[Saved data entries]
▽

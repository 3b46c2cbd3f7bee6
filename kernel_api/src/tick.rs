//! Time injection
//!
//! The kernel never reads a wall clock. Time exists only as a tick count that
//! some external driver pushes forward: a hardware timer interrupt, a host
//! event loop, or a test harness.

/// A sink for tick updates
///
/// Implemented by the kernel. Drivers only ever move time forward; a value
/// that is not strictly greater than the current tick is ignored, so drivers
/// may safely replay or duplicate updates.
pub trait TickDriver {
    /// Advances the clock to `seq`
    ///
    /// Returns true if the clock moved (and waiters were woken).
    fn tick_to(&self, seq: u64) -> bool;

    /// Returns the last tick value the clock accepted
    fn now_tick(&self) -> u64;

    /// Advances the clock by `delta` ticks
    ///
    /// Saturates at `u64::MAX`. A zero delta is a no-op.
    fn advance(&self, delta: u64) -> bool {
        self.tick_to(self.now_tick().saturating_add(delta))
    }
}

△

- _PROBLEM DESCRIPTION_:
What is needed is an exact copy of all the entries.

- _WRITTEN SOLUTION_:
repository 3b46c2cbd3f7bee6
filename kernel_api/src/tick.rs
//! Time injection
//!
//! The kernel never reads a wall clock. Time exists only as a tick count that
//! some external driver pushes forward: a hardware timer interrupt, a host
//! event loop, or a test harness.

/// A sink for tick updates
///
/// Implemented by the kernel. Drivers only ever move time forward; a value
/// that is not strictly greater than the current tick is ignored, so drivers
/// may safely replay or duplicate updates.
pub trait TickDriver {
    /// Advances the clock to `seq`
    ///
    /// Returns true if the clock moved (and waiters were woken).
    fn tick_to(&self, seq: u64) -> bool;

    /// Returns the last tick value the clock accepted
    fn now_tick(&self) -> u64;

    /// Advances the clock by `delta` ticks
    ///
    /// Saturates at `u64::MAX`. A zero delta is a no-op.
    fn advance(&self, delta: u64) -> bool {
        self.tick_to(self.now_tick().saturating_add(delta))
    }
}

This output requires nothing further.